“I would give them a failing grade of 50 for the first interaction,” says Olis Simmons, executive director of Youth Uprising, an activist group which counsels young people.
She notes, however, that 19 other law enforcement agencies were called in, creating chaos and misunderstanding about standard OPD procedures.
She gives the police an 80 for their behavior during Wednesday's general strike, which brought between 10,000 and 15,000 protesters to the port area for several hours.
“I think they learned from the previous disaster,” she says.
That assessment is echoed by Abel Habtegeorgis, a spokesman for the Ella Baker Center for Human Rights in Oakland. When the police took a surveying role by standing in the background, protests went smoothly and peacefully, with family members of all ages participating. But later, outside agitators arrived to create problems, bringing police into situations that then escalated into violence, he adds.
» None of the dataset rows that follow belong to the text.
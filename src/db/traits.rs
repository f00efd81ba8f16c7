use crate::types::{AgentConversation, Complexity, Exercise, Methodology, Result};
use async_trait::async_trait;

/// Storage contract consumed by the agents and the dispatcher.
///
/// Methodologies and exercises are read-mostly reference data; the
/// conversation log is append-only and best-effort (callers decide whether
/// an append failure matters — for request-path logging it never does).
#[cfg_attr(test, mockall::automock)]
#[async_trait]
pub trait Store: Send + Sync {
    /// Fetch a methodology by id. `Ok(None)` when the id is unknown.
    async fn get_methodology(&self, id: &str) -> Result<Option<Methodology>>;

    /// All methodologies, ordered by name. Backs the selection list the
    /// athlete picks a `methodology_id` from.
    async fn list_methodologies(&self) -> Result<Vec<Methodology>>;

    /// List exercises whose complexity is in the allowed set.
    /// Equipment filtering happens in the programmer agent, which knows the
    /// athlete's access tier.
    async fn list_exercises(&self, allowed_complexity: &[Complexity]) -> Result<Vec<Exercise>>;

    /// Append a conversation record.
    async fn append_conversation(&self, record: &AgentConversation) -> Result<()>;

    /// Conversation history for one user, newest first.
    async fn conversations_for_user(
        &self,
        user_id: &str,
        limit: u32,
    ) -> Result<Vec<AgentConversation>>;
}

/// Store provider configuration.
#[derive(Debug, Clone, Default)]
pub enum StoreProvider {
    /// In-memory database (ephemeral, lost on restart).
    #[default]
    Memory,
    /// File-based local database.
    Local {
        /// Path to the database file.
        path: String,
    },
}

impl StoreProvider {
    /// Resolve the provider from an optional database path. Empty and
    /// missing paths both mean the in-memory store.
    pub fn from_path(path: Option<&str>) -> Self {
        match path {
            Some(p) if !p.is_empty() => StoreProvider::Local {
                path: p.to_string(),
            },
            _ => StoreProvider::Memory,
        }
    }

    /// Open the store this provider describes. Returns the concrete store so
    /// the caller can seed reference data before erasing the type.
    pub async fn create_store(&self) -> Result<super::libsql::LibsqlStore> {
        match self {
            StoreProvider::Memory => super::libsql::LibsqlStore::new_memory().await,
            StoreProvider::Local { path } => super::libsql::LibsqlStore::new_local(path).await,
        }
    }
}

#[cfg(test)]
mod tests {
    use super::*;

    #[test]
    fn provider_resolution_from_path() {
        assert!(matches!(StoreProvider::from_path(None), StoreProvider::Memory));
        assert!(matches!(StoreProvider::from_path(Some("")), StoreProvider::Memory));
        assert!(matches!(
            StoreProvider::from_path(Some("ironpath.db")),
            StoreProvider::Local { path } if path == "ironpath.db"
        ));
    }

    #[tokio::test]
    async fn memory_provider_opens_a_usable_store() {
        let store = StoreProvider::Memory.create_store().await.unwrap();
        assert!(store.needs_seeding().await.unwrap());
    }
}
use crate::types::{AppError, Result};
use async_trait::async_trait;
use std::sync::Arc;
use std::time::Duration;

/// Response mode requested from the provider.
#[derive(Debug, Clone)]
pub enum ResponseFormat {
    /// Free-text completion.
    Text,
    /// JSON completion, optionally constrained by a response schema.
    Json { schema: Option<serde_json::Value> },
}

impl ResponseFormat {
    /// MIME type the provider expects for this format.
    pub fn mime_type(&self) -> &'static str {
        match self {
            ResponseFormat::Text => "text/plain",
            ResponseFormat::Json { .. } => "application/json",
        }
    }
}

/// Generic completion client trait for provider abstraction.
///
/// One outbound network call per invocation. Implementations fail on
/// transport errors and empty responses; they never retry.
#[async_trait]
pub trait CompletionClient: Send + Sync {
    /// Request a completion for a system/user prompt pair.
    async fn complete(
        &self,
        system_prompt: &str,
        user_prompt: &str,
        temperature: f64,
        format: &ResponseFormat,
    ) -> Result<String>;

    /// Get the model name/identifier.
    fn model_name(&self) -> &str;
}

/// Provider enum for runtime selection.
#[derive(Debug, Clone)]
pub enum Provider {
    /// Google Gemini REST API (`generateContent`).
    Gemini {
        api_key: String,
        /// API base, e.g. `https://generativelanguage.googleapis.com`.
        /// Overridable so tests can point at a stub server.
        base_url: String,
        model: String,
        /// Per-call request timeout.
        timeout: Duration,
    },
}

impl Provider {
    /// Create a client instance for this provider.
    pub fn create_client(&self) -> Result<Arc<dyn CompletionClient>> {
        match self {
            Provider::Gemini {
                api_key,
                base_url,
                model,
                timeout,
            } => {
                if api_key.is_empty() {
                    return Err(AppError::Completion(
                        "Gemini API key is not configured".to_string(),
                    ));
                }
                Ok(Arc::new(super::gemini::GeminiClient::new(
                    api_key.clone(),
                    base_url.clone(),
                    model.clone(),
                    *timeout,
                )?))
            }
        }
    }

    /// Get a human-readable name for this provider.
    pub fn name(&self) -> &'static str {
        match self {
            Provider::Gemini { .. } => "Gemini",
        }
    }
}

/// Factory handing each request a fresh client for the configured provider.
pub struct CompletionFactory {
    default_provider: Provider,
}

impl CompletionFactory {
    pub fn new(default_provider: Provider) -> Self {
        Self { default_provider }
    }

    /// Create a client using the default provider.
    pub fn create_default(&self) -> Result<Arc<dyn CompletionClient>> {
        self.default_provider.create_client()
    }

    pub fn default_provider(&self) -> &Provider {
        &self.default_provider
    }
}

#[cfg(test)]
mod tests {
    use super::*;

    fn gemini_provider(api_key: &str) -> Provider {
        Provider::Gemini {
            api_key: api_key.to_string(),
            base_url: "https://generativelanguage.googleapis.com".to_string(),
            model: "gemini-2.5-flash".to_string(),
            timeout: Duration::from_secs(30),
        }
    }

    #[test]
    fn test_provider_name() {
        assert_eq!(gemini_provider("key").name(), "Gemini");
    }

    #[test]
    fn test_missing_api_key_is_rejected() {
        let err = match gemini_provider("").create_client() {
            Ok(_) => panic!("expected error"),
            Err(e) => e.to_string(),
        };
        assert!(err.contains("API key"));
    }

    #[test]
    fn test_factory_default_provider() {
        let factory = CompletionFactory::new(gemini_provider("key"));
        assert_eq!(factory.default_provider().name(), "Gemini");
        assert!(factory.create_default().is_ok());
    }

    #[test]
    fn test_response_format_mime_types() {
        assert_eq!(ResponseFormat::Text.mime_type(), "text/plain");
        assert_eq!(
            ResponseFormat::Json { schema: None }.mime_type(),
            "application/json"
        );
    }
}
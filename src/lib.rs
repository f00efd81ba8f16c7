//! # IronPath - Powerlifting Coaching Server
//!
//! A multi-agent coaching backend for powerlifting training programs. A
//! router agent classifies each athlete message, and specialized agents
//! handle program generation, read-only coaching advice, workout
//! adjustment, and progress check-ins against a Gemini completion backend.
//!
//! ## Overview
//!
//! IronPath can be used in two ways:
//!
//! 1. **As a standalone server** - Run the `ironpath-server` binary
//! 2. **As a library** - Import components into your own Rust project
//!
//! ### Basic Example
//!
//! ```rust,ignore
//! use ironpath::llm::Provider;
//! use std::time::Duration;
//!
//! let provider = Provider::Gemini {
//!     api_key: "key".to_string(),
//!     base_url: "https://generativelanguage.googleapis.com".to_string(),
//!     model: "gemini-2.5-flash".to_string(),
//!     timeout: Duration::from_secs(30),
//! };
//! let client = provider.create_client()?;
//! # Ok::<(), ironpath::types::AppError>(())
//! ```
//!
//! ## Architecture
//!
//! - [`agents`] - Router, programmer, analyst/mentor, feedback, check-in
//! - [`llm`] - Completion client trait and the Gemini adapter
//! - [`db`] - Store trait, libsql implementation, seed data
//! - [`api`] - Axum routes and handlers
//! - [`math`] - RPE/DOTS powerlifting math
//! - [`types`] - Domain types, wire formats, error taxonomy

/// Specialized coaching agents and their shared base plumbing.
pub mod agents;
/// HTTP API routes and handlers.
pub mod api;
/// Persistence layer.
pub mod db;
/// Completion clients.
pub mod llm;
/// Powerlifting math utilities.
pub mod math;
/// Domain types and errors.
pub mod types;
/// Configuration.
pub mod utils;

use crate::db::Store;
use crate::llm::CompletionFactory;
use crate::utils::Config;
use axum::Router;
use std::sync::Arc;
use tower::ServiceBuilder;
use tower_http::{
    cors::{Any, CorsLayer},
    limit::RequestBodyLimitLayer,
    trace::TraceLayer,
};

/// Program documents from the frontend stay well under this.
const MAX_BODY_BYTES: usize = 2 * 1024 * 1024;

/// Shared application state handed to every handler.
#[derive(Clone)]
pub struct AppState {
    pub config: Arc<Config>,
    /// Reference data and the conversation log.
    pub store: Arc<dyn Store>,
    /// Completion client factory.
    pub llm: Arc<CompletionFactory>,
}

/// Build the full application router with middleware applied.
pub fn create_app(state: AppState) -> Router {
    let cors = CorsLayer::new()
        .allow_origin(Any)
        .allow_methods(Any)
        .allow_headers(Any);

    Router::new()
        .nest("/api", api::routes::create_router())
        .layer(
            ServiceBuilder::new()
                .layer(TraceLayer::new_for_http())
                .layer(RequestBodyLimitLayer::new(MAX_BODY_BYTES))
                .layer(cors),
        )
        .with_state(state)
}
"Ninety-nine percent of people were perfectly well behaved, and the message was clear until vandals came along and police brought out their tear gas and percussion bombs,” he says. “Then it got ugly.”
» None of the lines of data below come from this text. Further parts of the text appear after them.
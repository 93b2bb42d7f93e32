use crate::token::{Token, TokenKind};

/// Tokenize PHP source text into a flat token stream.
///
/// Mirrors the useful subset of `token_get_all()`: any byte sequence
/// tokenizes without error, keywords are matched case-insensitively, and
/// string literals are swallowed whole so a `class` keyword inside a
/// string can never be mistaken for a declaration. Heredoc bodies and the
/// full operator table are not modeled; unrecognized punctuation becomes
/// one-character `Text` tokens, which is all the scope scanner needs.
pub fn tokenize(source: &str) -> Vec<Token> {
    Lexer::new(source).run()
}

struct Lexer<'a> {
    src: &'a [u8],
    pos: usize,
    line: u32,
    tokens: Vec<Token>,
}

impl<'a> Lexer<'a> {
    fn new(source: &'a str) -> Self {
        Lexer {
            src: source.as_bytes(),
            pos: 0,
            line: 1,
            tokens: Vec::new(),
        }
    }

    fn run(mut self) -> Vec<Token> {
        while self.pos < self.src.len() {
            self.lex_html();
            if self.pos < self.src.len() {
                self.lex_php();
            }
        }
        self.tokens
    }

    /// Consume inline HTML up to the next open tag.
    fn lex_html(&mut self) {
        let start = self.pos;
        let start_line = self.line;
        while self.pos < self.src.len() {
            if self.src[self.pos] == b'<' && self.peek_open_tag().is_some() {
                break;
            }
            self.advance_byte();
        }
        if self.pos > start {
            self.push_span(TokenKind::InlineHtml, start, start_line);
        }
        if let Some(tag_len) = self.peek_open_tag() {
            let tag_start = self.pos;
            let tag_line = self.line;
            for _ in 0..tag_len {
                self.advance_byte();
            }
            self.push_span(TokenKind::OpenTag, tag_start, tag_line);
        }
    }

    fn peek_open_tag(&self) -> Option<usize> {
        let rest = &self.src[self.pos..];
        if rest.len() >= 5 && rest[..5].eq_ignore_ascii_case(b"<?php") {
            Some(5)
        } else if rest.len() >= 3 && rest.starts_with(b"<?=") {
            Some(3)
        } else {
            None
        }
    }

    /// Consume PHP-mode tokens until a close tag or end of input.
    fn lex_php(&mut self) {
        while self.pos < self.src.len() {
            let start = self.pos;
            let start_line = self.line;
            let byte = self.src[self.pos];

            if byte == b'?' && self.src[self.pos..].starts_with(b"?>") {
                self.pos += 2;
                self.push_span(TokenKind::CloseTag, start, start_line);
                return;
            }

            if byte.is_ascii_whitespace() {
                while self.pos < self.src.len() && self.src[self.pos].is_ascii_whitespace() {
                    self.advance_byte();
                }
                self.push_span(TokenKind::Whitespace, start, start_line);
                continue;
            }

            if byte == b'/' && self.src[self.pos..].starts_with(b"//") {
                self.lex_line_comment(start, start_line);
                continue;
            }
            if byte == b'#' {
                self.lex_line_comment(start, start_line);
                continue;
            }
            if byte == b'/' && self.src[self.pos..].starts_with(b"/*") {
                self.lex_block_comment(start, start_line);
                continue;
            }

            if byte == b'\'' || byte == b'"' || byte == b'`' {
                self.lex_quoted(byte, start, start_line);
                continue;
            }

            if byte == b'$' {
                self.advance_byte();
                if self.pos < self.src.len() && is_ident_start(self.src[self.pos]) {
                    while self.pos < self.src.len() && is_ident_byte(self.src[self.pos]) {
                        self.advance_byte();
                    }
                    self.push_span(TokenKind::Variable, start, start_line);
                } else {
                    self.push_span(TokenKind::Text, start, start_line);
                }
                continue;
            }

            if byte.is_ascii_digit() {
                self.lex_number(start, start_line);
                continue;
            }

            if is_ident_start(byte) {
                while self.pos < self.src.len() && is_ident_byte(self.src[self.pos]) {
                    self.advance_byte();
                }
                let text = &self.src[start..self.pos];
                self.push_span(keyword_kind(text), start, start_line);
                continue;
            }

            if byte == b'\\' {
                self.advance_byte();
                self.push_span(TokenKind::NsSeparator, start, start_line);
                continue;
            }

            if byte == b':' && self.src[self.pos..].starts_with(b"::") {
                self.pos += 2;
                self.push_span(TokenKind::DoubleColon, start, start_line);
                continue;
            }

            // Bare punctuation or operator fragment.
            self.advance_byte();
            self.push_span(TokenKind::Text, start, start_line);
        }
    }

    fn lex_line_comment(&mut self, start: usize, start_line: u32) {
        while self.pos < self.src.len() && self.src[self.pos] != b'\n' {
            // A close tag ends a line comment in PHP.
            if self.src[self.pos] == b'?' && self.src[self.pos..].starts_with(b"?>") {
                break;
            }
            self.advance_byte();
        }
        self.push_span(TokenKind::Comment, start, start_line);
    }

    fn lex_block_comment(&mut self, start: usize, start_line: u32) {
        self.pos += 2;
        while self.pos < self.src.len() {
            if self.src[self.pos] == b'*' && self.src[self.pos..].starts_with(b"*/") {
                self.pos += 2;
                break;
            }
            self.advance_byte();
        }
        let text = &self.src[start..self.pos];
        let kind = if text.starts_with(b"/**") && text.len() > 4 {
            TokenKind::DocComment
        } else {
            TokenKind::Comment
        };
        self.push_span(kind, start, start_line);
    }

    fn lex_quoted(&mut self, quote: u8, start: usize, start_line: u32) {
        self.advance_byte();
        while self.pos < self.src.len() {
            let byte = self.src[self.pos];
            if byte == b'\\' && self.pos + 1 < self.src.len() {
                self.advance_byte();
                self.advance_byte();
                continue;
            }
            self.advance_byte();
            if byte == quote {
                break;
            }
        }
        self.push_span(TokenKind::StringLiteral, start, start_line);
    }

    fn lex_number(&mut self, start: usize, start_line: u32) {
        while self.pos < self.src.len()
            && (self.src[self.pos].is_ascii_alphanumeric()
                || self.src[self.pos] == b'_'
                || self.src[self.pos] == b'.')
        {
            self.advance_byte();
        }
        self.push_span(TokenKind::Number, start, start_line);
    }

    fn advance_byte(&mut self) {
        if self.src[self.pos] == b'\n' {
            self.line += 1;
        }
        self.pos += 1;
    }

    fn push_span(&mut self, kind: TokenKind, start: usize, line: u32) {
        let text = String::from_utf8_lossy(&self.src[start..self.pos]).into_owned();
        self.tokens.push(Token::new(kind, text, line));
    }
}

fn is_ident_start(byte: u8) -> bool {
    byte.is_ascii_alphabetic() || byte == b'_' || byte >= 0x80
}

fn is_ident_byte(byte: u8) -> bool {
    byte.is_ascii_alphanumeric() || byte == b'_' || byte >= 0x80
}

fn keyword_kind(word: &[u8]) -> TokenKind {
    if word.eq_ignore_ascii_case(b"namespace") {
        TokenKind::Namespace
    } else if word.eq_ignore_ascii_case(b"use") {
        TokenKind::Use
    } else if word.eq_ignore_ascii_case(b"const") {
        TokenKind::Const
    } else if word.eq_ignore_ascii_case(b"function") {
        TokenKind::Function
    } else if word.eq_ignore_ascii_case(b"interface") {
        TokenKind::Interface
    } else if word.eq_ignore_ascii_case(b"trait") {
        TokenKind::Trait
    } else if word.eq_ignore_ascii_case(b"class") {
        TokenKind::Class
    } else if word.eq_ignore_ascii_case(b"as") {
        TokenKind::As
    } else {
        TokenKind::Identifier
    }
}

#[cfg(test)]
mod tests {
    use super::*;

    fn kinds(source: &str) -> Vec<TokenKind> {
        tokenize(source)
            .into_iter()
            .map(|token| token.kind)
            .collect()
    }

    fn meaningful(source: &str) -> Vec<Token> {
        tokenize(source)
            .into_iter()
            .filter(|token| !token.is_ignorable())
            .collect()
    }

    #[test]
    fn open_tag_and_keywords() {
        let tokens = meaningful("<?php namespace Foo;");
        assert_eq!(tokens[0].kind, TokenKind::OpenTag);
        assert_eq!(tokens[1].kind, TokenKind::Namespace);
        assert_eq!(tokens[2].kind, TokenKind::Identifier);
        assert_eq!(tokens[2].text, "Foo");
        assert!(tokens[3].is_semicolon());
    }

    #[test]
    fn keywords_are_case_insensitive() {
        let tokens = meaningful("<?php CLASS Foo {}");
        assert_eq!(tokens[1].kind, TokenKind::Class);
    }

    #[test]
    fn class_keyword_inside_string_is_a_string() {
        let tokens = meaningful("<?php $a = 'class Foo {';");
        assert!(
            tokens
                .iter()
                .all(|token| token.kind != TokenKind::Class && !token.is_open_brace())
        );
        assert!(
            tokens
                .iter()
                .any(|token| token.kind == TokenKind::StringLiteral)
        );
    }

    #[test]
    fn double_colon_and_ns_separator() {
        let tokens = meaningful("<?php \\Foo\\Bar::class;");
        assert_eq!(tokens[1].kind, TokenKind::NsSeparator);
        assert_eq!(tokens[3].kind, TokenKind::NsSeparator);
        assert_eq!(tokens[5].kind, TokenKind::DoubleColon);
        assert_eq!(tokens[6].kind, TokenKind::Class);
    }

    #[test]
    fn comments_and_doc_comments() {
        let tokens = tokenize("<?php // line\n/* block */ /** doc */ /**/ $x;");
        let comment_kinds: Vec<TokenKind> = tokens
            .iter()
            .filter(|token| token.kind.is_ignorable() && token.kind != TokenKind::Whitespace)
            .map(|token| token.kind)
            .collect();
        assert_eq!(
            comment_kinds,
            vec![
                TokenKind::Comment,
                TokenKind::Comment,
                TokenKind::DocComment,
                TokenKind::Comment,
            ]
        );
    }

    #[test]
    fn inline_html_around_tags() {
        let kinds = kinds("before<?php $x; ?>after");
        assert_eq!(kinds[0], TokenKind::InlineHtml);
        assert!(kinds.contains(&TokenKind::CloseTag));
        assert_eq!(*kinds.last().unwrap(), TokenKind::InlineHtml);
    }

    #[test]
    fn line_numbers_are_tracked() {
        let tokens = tokenize("<?php\n\nclass Foo\n{\n}\n");
        let class_token = tokens
            .iter()
            .find(|token| token.kind == TokenKind::Class)
            .unwrap();
        assert_eq!(class_token.line, 3);
        let brace = tokens.iter().find(|token| token.is_open_brace()).unwrap();
        assert_eq!(brace.line, 4);
    }

    #[test]
    fn escaped_quotes_stay_inside_the_literal() {
        let tokens = meaningful(r#"<?php $a = "he said \"hi\""; $b = 'it\'s';"#);
        let strings: Vec<&Token> = tokens
            .iter()
            .filter(|token| token.kind == TokenKind::StringLiteral)
            .collect();
        assert_eq!(strings.len(), 2);
        assert_eq!(strings[0].text, r#""he said \"hi\"""#);
        assert_eq!(strings[1].text, r"'it\'s'");
    }
}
In such situations, police are put in a challenging position, says John DeCarlo, former police chief of Branford, Conn., and an authority on police tactics. But their role is one fundamental to American democracy, he says, quoting late sociologist Seymour Martin Lipset: “Born out of revolution, the United States has always considered itself an exceptional country of citizens unified by an allegiance to a common set of ideals, individualism, anti-statism, populism, and egalitarianism.”
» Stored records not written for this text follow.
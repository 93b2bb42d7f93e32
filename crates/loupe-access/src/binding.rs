use crate::error::AccessError;
use loupe_model::{ClassId, ClassRegistry, MethodDef, ModelError, Object, PropertyDef, Value, Visibility};

/// A declared property, referenced by its declaring class.
#[derive(Debug, Clone, PartialEq, Eq)]
pub struct PropertyRef {
    pub class: ClassId,
    pub name: String,
}

/// An accessor method, referenced by its declaring class.
#[derive(Debug, Clone, PartialEq, Eq)]
pub struct MethodRef {
    pub class: ClassId,
    pub name: String,
}

/// The access strategy chosen for one field request.
#[derive(Debug, Clone, PartialEq, Eq)]
pub enum BindingKind {
    /// Plain field access; visibility was public or has been forced open.
    Direct(PropertyRef),
    /// Accessor methods, with the underlying property kept as a fallback
    /// for the direction that has no method.
    Accessor {
        property: Option<PropertyRef>,
        read: Option<MethodRef>,
        write: Option<MethodRef>,
    },
    /// No legal access path; only produced when neither `READABLE` nor
    /// `WRITABLE` was required.
    Unresolved,
}

/// The result of resolving one field request against the policy flags.
///
/// Every operation is an explicit match over the binding tag; there is no
/// open-ended forwarding.
#[derive(Debug, Clone)]
pub struct PropertyBinding {
    /// Class the request was made against (not necessarily the declaring
    /// class), kept for error messages.
    class: ClassId,
    field: String,
    kind: BindingKind,
}

impl PropertyBinding {
    pub(crate) fn new(class: ClassId, field: impl Into<String>, kind: BindingKind) -> Self {
        PropertyBinding {
            class,
            field: field.into(),
            kind,
        }
    }

    pub fn field(&self) -> &str {
        &self.field
    }

    pub fn kind(&self) -> &BindingKind {
        &self.kind
    }

    pub fn is_resolved(&self) -> bool {
        !matches!(self.kind, BindingKind::Unresolved)
    }

    /// The underlying property, when the binding has one.
    pub fn property_ref(&self) -> Option<&PropertyRef> {
        match &self.kind {
            BindingKind::Direct(property) => Some(property),
            BindingKind::Accessor { property, .. } => property.as_ref(),
            BindingKind::Unresolved => None,
        }
    }

    pub fn visibility(&self, registry: &ClassRegistry) -> Option<Visibility> {
        let property = self.property_ref()?;
        property_def(registry, property).ok().map(|def| def.visibility)
    }

    pub fn is_public(&self, registry: &ClassRegistry) -> bool {
        self.visibility(registry) == Some(Visibility::Public)
    }

    pub fn doc_comment<'r>(&self, registry: &'r ClassRegistry) -> Option<&'r str> {
        let property = self.property_ref()?;
        property_def(registry, property)
            .ok()
            .and_then(|def| def.doc_comment.as_deref())
    }

    pub fn get_value(
        &self,
        registry: &ClassRegistry,
        object: &Object,
    ) -> Result<Value, AccessError> {
        match &self.kind {
            BindingKind::Direct(property) => self.read_field(registry, object, property),
            BindingKind::Accessor { read, property, .. } => match read {
                Some(method) => {
                    let def = method_def(registry, method)?;
                    Ok(def.invoke(object, &[])?)
                }
                None => match property {
                    Some(property) => self.read_field(registry, object, property),
                    None => Err(self.not_readable(registry)),
                },
            },
            BindingKind::Unresolved => Err(self.not_readable(registry)),
        }
    }

    pub fn set_value(
        &self,
        registry: &ClassRegistry,
        object: &Object,
        value: Value,
    ) -> Result<(), AccessError> {
        match &self.kind {
            BindingKind::Direct(property) => self.write_field(registry, object, property, value),
            BindingKind::Accessor {
                write, property, ..
            } => match write {
                Some(method) => {
                    let def = method_def(registry, method)?;
                    def.invoke(object, &[value])?;
                    Ok(())
                }
                None => match property {
                    Some(property) => self.write_field(registry, object, property, value),
                    None => Err(self.not_writable(registry)),
                },
            },
            BindingKind::Unresolved => Err(self.not_writable(registry)),
        }
    }

    fn read_field(
        &self,
        registry: &ClassRegistry,
        object: &Object,
        property: &PropertyRef,
    ) -> Result<Value, AccessError> {
        let def = property_def(registry, property)?;
        if !def.is_accessible() {
            return Err(self.not_readable(registry));
        }
        Ok(object
            .get(&property.name)
            .unwrap_or_else(|| def.default.clone()))
    }

    fn write_field(
        &self,
        registry: &ClassRegistry,
        object: &Object,
        property: &PropertyRef,
        value: Value,
    ) -> Result<(), AccessError> {
        let def = property_def(registry, property)?;
        if !def.is_accessible() {
            return Err(self.not_writable(registry));
        }
        object.set(&property.name, value);
        Ok(())
    }

    fn not_readable(&self, registry: &ClassRegistry) -> AccessError {
        AccessError::NotReadable {
            class: registry.get(self.class).name.clone(),
            property: self.field.clone(),
        }
    }

    fn not_writable(&self, registry: &ClassRegistry) -> AccessError {
        AccessError::NotWritable {
            class: registry.get(self.class).name.clone(),
            property: self.field.clone(),
        }
    }
}

fn property_def<'r>(
    registry: &'r ClassRegistry,
    property: &PropertyRef,
) -> Result<&'r PropertyDef, AccessError> {
    registry
        .get(property.class)
        .property(&property.name)
        .ok_or_else(|| {
            AccessError::Model(ModelError::PropertyNotFound(
                registry.get(property.class).name.clone(),
                property.name.clone(),
            ))
        })
}

fn method_def<'r>(
    registry: &'r ClassRegistry,
    method: &MethodRef,
) -> Result<&'r MethodDef, AccessError> {
    registry.get(method.class).own_method(&method.name).ok_or_else(|| {
        AccessError::Model(ModelError::MethodNotFound(
            registry.get(method.class).name.clone(),
            method.name.clone(),
        ))
    })
}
Mr. DeCarlo says the police are at the center of this view of American exceptionalism. “It is the hallmark of our system that police must strike the balance between maintaining order in cities and towns while at the same time allowing the First Amendment rights of protesters to speak their message,” he says. “It is a very difficult task to reach the balance between allowing residents to feel safe and yet allow crowds to be free to march and speak.”